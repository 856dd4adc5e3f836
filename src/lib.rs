mod convert;
mod error;
mod input;
mod record;
mod schema;
mod splitter;
mod stats;

pub use error::{Error, ErrorKind, Result};
pub use input::CsvFileInput;
pub use schema::{FieldInfo, FieldKind, Schema};
pub use stats::CsvFileStats;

■ **EXERCISE DIRECTIONS**
From the first line to the last, copy the records without alteration.

■ **EXERCISE SOLUTION**
repository 856dd4adc5e3f836
filename src/lib.rs
mod convert;
mod error;
mod input;
mod record;
mod schema;
mod splitter;
mod stats;

pub use error::{Error, ErrorKind, Result};
pub use input::CsvFileInput;
pub use schema::{FieldInfo, FieldKind, Schema};
pub use stats::CsvFileStats;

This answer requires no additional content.